Task instructions: Across the records below, count the lines that contain "ItemCount" and write down only the count.

===== Given data

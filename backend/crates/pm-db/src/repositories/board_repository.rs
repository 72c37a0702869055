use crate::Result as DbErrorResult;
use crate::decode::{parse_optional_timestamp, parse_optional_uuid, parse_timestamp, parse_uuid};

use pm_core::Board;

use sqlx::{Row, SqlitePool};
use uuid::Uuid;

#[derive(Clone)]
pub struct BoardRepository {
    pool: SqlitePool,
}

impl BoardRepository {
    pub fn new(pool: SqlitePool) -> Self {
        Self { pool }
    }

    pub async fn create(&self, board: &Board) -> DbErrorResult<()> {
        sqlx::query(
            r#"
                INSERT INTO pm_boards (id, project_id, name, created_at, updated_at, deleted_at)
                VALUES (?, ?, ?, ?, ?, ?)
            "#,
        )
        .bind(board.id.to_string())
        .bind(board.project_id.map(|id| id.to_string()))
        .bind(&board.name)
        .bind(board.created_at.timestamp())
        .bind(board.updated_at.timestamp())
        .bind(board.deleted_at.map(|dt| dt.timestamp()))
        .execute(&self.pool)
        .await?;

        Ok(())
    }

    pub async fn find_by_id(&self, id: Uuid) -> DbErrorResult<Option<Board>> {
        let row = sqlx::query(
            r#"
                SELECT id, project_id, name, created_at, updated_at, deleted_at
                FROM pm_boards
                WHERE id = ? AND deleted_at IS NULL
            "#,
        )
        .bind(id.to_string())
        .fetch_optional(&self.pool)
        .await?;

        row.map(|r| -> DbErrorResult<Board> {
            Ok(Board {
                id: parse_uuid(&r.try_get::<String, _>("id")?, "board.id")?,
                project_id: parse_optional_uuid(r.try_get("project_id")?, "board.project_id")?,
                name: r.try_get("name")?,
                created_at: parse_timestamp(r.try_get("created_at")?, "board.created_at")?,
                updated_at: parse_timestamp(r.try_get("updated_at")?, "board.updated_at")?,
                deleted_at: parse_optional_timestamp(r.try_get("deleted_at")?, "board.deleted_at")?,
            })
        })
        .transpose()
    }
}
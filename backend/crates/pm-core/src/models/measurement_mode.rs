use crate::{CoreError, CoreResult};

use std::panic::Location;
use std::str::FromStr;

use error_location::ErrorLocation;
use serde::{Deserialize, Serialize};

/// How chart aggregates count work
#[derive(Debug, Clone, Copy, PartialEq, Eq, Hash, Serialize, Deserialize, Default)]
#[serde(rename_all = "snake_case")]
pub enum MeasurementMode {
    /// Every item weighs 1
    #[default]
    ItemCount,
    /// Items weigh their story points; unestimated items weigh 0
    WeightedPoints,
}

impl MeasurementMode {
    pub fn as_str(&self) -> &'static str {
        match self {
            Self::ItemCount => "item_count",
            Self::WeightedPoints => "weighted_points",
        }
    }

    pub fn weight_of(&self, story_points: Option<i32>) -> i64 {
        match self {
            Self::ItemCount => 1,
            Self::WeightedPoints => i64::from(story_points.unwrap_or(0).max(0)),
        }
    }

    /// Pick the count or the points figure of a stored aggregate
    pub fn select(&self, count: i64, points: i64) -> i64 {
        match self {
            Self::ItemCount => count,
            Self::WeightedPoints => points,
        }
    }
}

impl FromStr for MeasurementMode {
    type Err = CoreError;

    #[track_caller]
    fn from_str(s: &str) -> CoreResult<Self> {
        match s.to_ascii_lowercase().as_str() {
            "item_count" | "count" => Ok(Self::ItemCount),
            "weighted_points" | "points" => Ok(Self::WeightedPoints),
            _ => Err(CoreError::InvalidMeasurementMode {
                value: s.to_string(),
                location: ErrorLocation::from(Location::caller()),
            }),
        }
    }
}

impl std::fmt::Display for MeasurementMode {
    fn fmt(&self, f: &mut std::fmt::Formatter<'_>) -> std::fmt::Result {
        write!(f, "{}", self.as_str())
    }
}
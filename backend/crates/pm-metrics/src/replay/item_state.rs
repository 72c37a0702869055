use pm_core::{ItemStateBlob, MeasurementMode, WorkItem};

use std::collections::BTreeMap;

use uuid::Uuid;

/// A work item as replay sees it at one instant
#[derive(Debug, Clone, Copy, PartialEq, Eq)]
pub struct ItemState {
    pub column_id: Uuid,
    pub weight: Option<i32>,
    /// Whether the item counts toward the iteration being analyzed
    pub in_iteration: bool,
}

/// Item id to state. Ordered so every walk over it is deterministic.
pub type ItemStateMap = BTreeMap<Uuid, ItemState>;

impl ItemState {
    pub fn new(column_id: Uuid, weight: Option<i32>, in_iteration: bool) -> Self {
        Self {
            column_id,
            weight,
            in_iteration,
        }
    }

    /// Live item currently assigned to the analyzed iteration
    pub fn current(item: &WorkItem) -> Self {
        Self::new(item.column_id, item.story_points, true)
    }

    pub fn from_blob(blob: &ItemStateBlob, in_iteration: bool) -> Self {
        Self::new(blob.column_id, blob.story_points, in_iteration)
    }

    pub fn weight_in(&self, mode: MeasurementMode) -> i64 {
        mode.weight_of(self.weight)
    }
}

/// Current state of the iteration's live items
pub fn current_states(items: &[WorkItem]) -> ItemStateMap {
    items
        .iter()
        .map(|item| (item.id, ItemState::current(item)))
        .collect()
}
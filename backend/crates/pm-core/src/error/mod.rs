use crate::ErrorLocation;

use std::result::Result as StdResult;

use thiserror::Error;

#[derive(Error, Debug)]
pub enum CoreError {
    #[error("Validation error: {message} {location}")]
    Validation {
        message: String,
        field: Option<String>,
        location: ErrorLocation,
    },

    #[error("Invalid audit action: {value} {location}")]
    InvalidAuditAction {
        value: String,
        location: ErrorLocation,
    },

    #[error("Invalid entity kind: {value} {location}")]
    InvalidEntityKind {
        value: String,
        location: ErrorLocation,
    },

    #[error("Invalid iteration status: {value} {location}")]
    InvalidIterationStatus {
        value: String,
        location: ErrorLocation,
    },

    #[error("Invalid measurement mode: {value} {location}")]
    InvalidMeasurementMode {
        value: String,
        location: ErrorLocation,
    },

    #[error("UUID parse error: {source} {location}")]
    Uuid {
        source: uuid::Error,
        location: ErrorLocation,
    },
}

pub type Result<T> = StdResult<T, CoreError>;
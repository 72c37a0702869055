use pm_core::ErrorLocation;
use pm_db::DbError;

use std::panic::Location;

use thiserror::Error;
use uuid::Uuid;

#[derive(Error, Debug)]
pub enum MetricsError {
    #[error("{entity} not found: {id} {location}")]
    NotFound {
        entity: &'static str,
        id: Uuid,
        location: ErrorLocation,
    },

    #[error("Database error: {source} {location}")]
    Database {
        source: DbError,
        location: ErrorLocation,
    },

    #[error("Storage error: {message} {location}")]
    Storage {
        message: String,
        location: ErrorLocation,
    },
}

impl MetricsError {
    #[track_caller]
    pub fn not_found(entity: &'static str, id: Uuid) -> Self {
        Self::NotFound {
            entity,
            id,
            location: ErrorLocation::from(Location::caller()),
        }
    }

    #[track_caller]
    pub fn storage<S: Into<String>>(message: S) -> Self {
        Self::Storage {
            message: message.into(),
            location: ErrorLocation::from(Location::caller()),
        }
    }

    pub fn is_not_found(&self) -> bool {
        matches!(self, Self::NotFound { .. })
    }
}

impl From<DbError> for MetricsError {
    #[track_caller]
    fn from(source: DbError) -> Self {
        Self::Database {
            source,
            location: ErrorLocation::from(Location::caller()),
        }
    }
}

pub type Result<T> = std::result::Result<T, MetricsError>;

==========

Solution for this exercise: 5